The SECARB Anthropogenic Test: Status from the Field

George J. Koperna, Jr., Vice President, Vello Kuuskraa, President, David Riestenberg, Project Manager with Advanced Resources International, Inc.; Richard Rhudy, Technical Executive, Robert Trautz, Senior Project  Manager with Electric Power Research Institute; Dr. Jerry Hill, Senior Technical Advisor with Southern States Energy Board; and Dr. Richard Esposito, Principal Research Geologist with Southern Company

The United States Department of Energy (DOE) seeks to validate the feasibility of injecting, storing and monitoring CO2 in the subsurface (geologic storage) as an approach to mitigate atmospheric emissions of CO2.  In an effort to promote the development of a framework and the infrastructure necessary for the validation and deployment of carbon sequestration technologies, DOE established seven Regional Carbon Sequestration Partnerships (RCSPs). The Southeast Regional Carbon Sequestration Partnership (SECARB), whose lead organization is the Southern States Energy Board (SSEB), represents 13 States within the south eastern United States of America (USA).

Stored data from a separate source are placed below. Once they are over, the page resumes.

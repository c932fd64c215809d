use egui::{Color32, Pos2, Rect, Response, Sense, Shape, Stroke, Ui};
use notewise_domain::{Clef, NoteTarget};

use crate::layout::StaffGeometry;

#[derive(Clone, Copy, Debug, PartialEq)]
pub struct StaffStyle {
    pub line_color: Color32,
    pub note_color: Color32,
    pub line_width: f32,
    /// Horizontal note position as a fraction of the staff width.
    pub note_x: f32,
}

impl Default for StaffStyle {
    fn default() -> Self {
        Self {
            line_color: Color32::from_gray(40),
            note_color: Color32::BLACK,
            line_width: 1.0,
            note_x: 0.5,
        }
    }
}

/// Shapes for one staff and an optional target, offset from `rect.top()`.
///
/// Staff lines come first, then ledger lines, then the note head. A target
/// must belong to the staff's clef.
pub fn staff_shapes(
    rect: Rect,
    clef: Clef,
    target: Option<&NoteTarget>,
    geometry: &StaffGeometry,
    style: &StaffStyle,
) -> Vec<Shape> {
    if let Some(target) = target {
        debug_assert_eq!(target.clef, clef, "target drawn on the wrong staff");
    }
    let stroke = Stroke::new(style.line_width, style.line_color);
    let mut shapes: Vec<Shape> = geometry
        .staff_lines(clef)
        .iter()
        .map(|y| {
            let y = rect.top() + y;
            Shape::line_segment([Pos2::new(rect.left(), y), Pos2::new(rect.right(), y)], stroke)
        })
        .collect();

    if let Some(target) = target {
        let x = rect.left() + rect.width() * style.note_x;
        let half_width = geometry.line_spacing * 1.2;
        for y in geometry.ledger_lines(target.midi, target.clef) {
            let y = rect.top() + y;
            shapes.push(Shape::line_segment(
                [Pos2::new(x - half_width, y), Pos2::new(x + half_width, y)],
                stroke,
            ));
        }
        let center = Pos2::new(x, rect.top() + geometry.y(target.midi, target.clef));
        shapes.push(Shape::circle_filled(
            center,
            geometry.half_line_spacing(),
            style.note_color,
        ));
    }
    shapes
}

/// Vertical span `(top, bottom)` in geometry coordinates that holds the staff
/// and the target's note head with its ledger lines.
pub fn staff_extent(
    clef: Clef,
    target: Option<&NoteTarget>,
    geometry: &StaffGeometry,
) -> (f32, f32) {
    let mut top = 0.0_f32;
    let mut bottom = geometry.middle_line_y(clef) * 2.0;
    if let Some(target) = target {
        let y = geometry.y(target.midi, target.clef);
        top = top.min(y - geometry.line_spacing);
        bottom = bottom.max(y + geometry.line_spacing);
    }
    (top, bottom)
}

/// Paints a staff with the current target. The same geometry drawn at a
/// different rect origin yields the same relative layout, which is what
/// results thumbnails rely on.
pub struct StaffView {
    geometry: StaffGeometry,
    style: StaffStyle,
}

impl StaffView {
    pub fn new(geometry: StaffGeometry) -> Self {
        Self {
            geometry,
            style: StaffStyle::default(),
        }
    }

    pub fn with_style(mut self, style: StaffStyle) -> Self {
        self.style = style;
        self
    }

    pub fn geometry(&self) -> &StaffGeometry {
        &self.geometry
    }

    pub fn desired_height(&self, clef: Clef, target: Option<&NoteTarget>) -> f32 {
        let (top, bottom) = staff_extent(clef, target, &self.geometry);
        bottom - top
    }

    /// Rect whose top is the geometry origin, so notes above the staff land
    /// inside `allocated`.
    pub fn drawing_rect(
        &self,
        allocated: Rect,
        clef: Clef,
        target: Option<&NoteTarget>,
    ) -> Rect {
        let (top, _) = staff_extent(clef, target, &self.geometry);
        allocated.translate(egui::vec2(0.0, -top))
    }

    pub fn draw(&self, ui: &mut Ui, clef: Clef, target: Option<&NoteTarget>) -> Response {
        let height = self.desired_height(clef, target);
        let (rect, response) =
            ui.allocate_exact_size(egui::vec2(ui.available_width(), height), Sense::hover());
        let painter = ui.painter_at(rect);
        let origin = self.drawing_rect(rect, clef, target);
        for shape in staff_shapes(origin, clef, target, &self.geometry, &self.style) {
            painter.add(shape);
        }
        response
    }
}

#[cfg(test)]
mod tests {
    use super::*;
    use approx::assert_relative_eq;

    fn horizontal_line_ys(shapes: &[Shape]) -> Vec<f32> {
        shapes
            .iter()
            .filter_map(|shape| match shape {
                Shape::LineSegment { points, .. } => Some(points[0].y),
                _ => None,
            })
            .collect()
    }

    #[test]
    fn middle_c_draws_staff_ledger_and_head() {
        let geometry = StaffGeometry::centered(50.0, 10.0);
        let rect = Rect::from_min_size(Pos2::new(0.0, 0.0), egui::vec2(200.0, 100.0));
        let target = NoteTarget::natural(60, Clef::Treble).unwrap();
        let shapes = staff_shapes(
            rect,
            Clef::Treble,
            Some(&target),
            &geometry,
            &StaffStyle::default(),
        );
        assert_eq!(shapes.len(), 5 + 1 + 1);
        let ys = horizontal_line_ys(&shapes);
        assert_eq!(ys.len(), 6);
        assert_relative_eq!(ys[5], 80.0);
        match shapes.last() {
            Some(Shape::Circle(circle)) => {
                assert_relative_eq!(circle.center.y, 80.0);
                assert_relative_eq!(circle.center.x, 100.0);
            }
            other => panic!("expected note head, got {other:?}"),
        }
    }

    #[test]
    fn thumbnail_matches_live_layout() {
        let geometry = StaffGeometry::default();
        let target = NoteTarget::natural(84, Clef::Treble).unwrap();
        let live = Rect::from_min_size(Pos2::new(0.0, 0.0), egui::vec2(400.0, 160.0));
        let thumb = Rect::from_min_size(Pos2::new(30.0, 500.0), egui::vec2(80.0, 160.0));
        let style = StaffStyle::default();
        let live_ys: Vec<f32> = horizontal_line_ys(&staff_shapes(
            live,
            Clef::Treble,
            Some(&target),
            &geometry,
            &style,
        ));
        let thumb_ys: Vec<f32> = horizontal_line_ys(&staff_shapes(
            thumb,
            Clef::Treble,
            Some(&target),
            &geometry,
            &style,
        ))
        .into_iter()
        .map(|y| y - 500.0)
        .collect();
        assert_eq!(live_ys, thumb_ys);
    }

    #[test]
    fn range_extremes_fit_inside_the_view() {
        let view = StaffView::new(StaffGeometry::default());
        for (midi, clef) in [(108, Clef::Treble), (21, Clef::Bass)] {
            let target = NoteTarget::natural(midi, clef).unwrap();
            let height = view.desired_height(clef, Some(&target));
            let allocated = Rect::from_min_size(Pos2::new(0.0, 40.0), egui::vec2(200.0, height));
            let origin = view.drawing_rect(allocated, clef, Some(&target));
            let shapes = staff_shapes(
                origin,
                clef,
                Some(&target),
                view.geometry(),
                &StaffStyle::default(),
            );
            for y in horizontal_line_ys(&shapes) {
                assert!(
                    y >= allocated.top() && y <= allocated.bottom(),
                    "{midi}: line {y} outside"
                );
            }
            match shapes.last() {
                Some(Shape::Circle(circle)) => {
                    assert!(circle.center.y - circle.radius >= allocated.top(), "{midi}");
                    assert!(circle.center.y + circle.radius <= allocated.bottom(), "{midi}");
                }
                other => panic!("expected note head, got {other:?}"),
            }
        }
    }

    #[test]
    fn staff_only_view_keeps_default_height() {
        let view = StaffView::new(StaffGeometry::default());
        assert_relative_eq!(view.desired_height(Clef::Treble, None), 160.0);
        let b4 = NoteTarget::natural(71, Clef::Treble).unwrap();
        assert_relative_eq!(view.desired_height(Clef::Treble, Some(&b4)), 160.0);
    }

    #[test]
    #[cfg(debug_assertions)]
    #[should_panic(expected = "wrong staff")]
    fn target_on_other_clef_is_rejected() {
        let target = NoteTarget::natural(48, Clef::Bass).unwrap();
        staff_shapes(
            Rect::from_min_size(Pos2::ZERO, egui::vec2(100.0, 160.0)),
            Clef::Treble,
            Some(&target),
            &StaffGeometry::default(),
            &StaffStyle::default(),
        );
    }

    #[test]
    fn empty_staff_has_five_lines() {
        let rect = Rect::from_min_size(Pos2::ZERO, egui::vec2(100.0, 100.0));
        let shapes = staff_shapes(
            rect,
            Clef::Bass,
            None,
            &StaffGeometry::default(),
            &StaffStyle::default(),
        );
        assert_eq!(shapes.len(), 5);
    }
}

The SECARB Anthropogenic Test R&D project is a demonstration of the deployment of CO2 capture, transport, geologic storage and monitoring technology. The capture component of the test takes place at Alabama Power’s James M. Barry Electric Generating Plant (Plant Barry) in Bucks, Alabama utilizing post-combustion amine capture technology licensed by Mitsubishi Heavy Industries America (MHIA).  The capture facility is equivalent to 25 megawatts (MW).and is supplied by a flue gas slip stream from one of Plant Barry’s coal-fired boilers.  CO2 captured at the plant is transported via a 12 mile pipeline for underground storage in a deep, saline geologic formation within the Citronelle Dome located in Citronelle, Alabama.  

Injection operations began on August 20, 2012, with up to 550 metric tonnes of CO2 per day being captured and transported for geologic storage.  The injection target is the lower Cretaceous Paluxy formation which occurs at a depth of 2,865 meters (9,400 feet). Transportation and injection operations will continue for one to two years. Subsurface monitoring will be deployed through 2017 to track plume movement and monitor for leakage.  Now operational, this project is one of the first and the largest fully-integrated commercial prototypes of coal-fired carbon capture and storage projects in the USA.  This presentation will introduce the project and provide the results to date, including the status of the injection operations.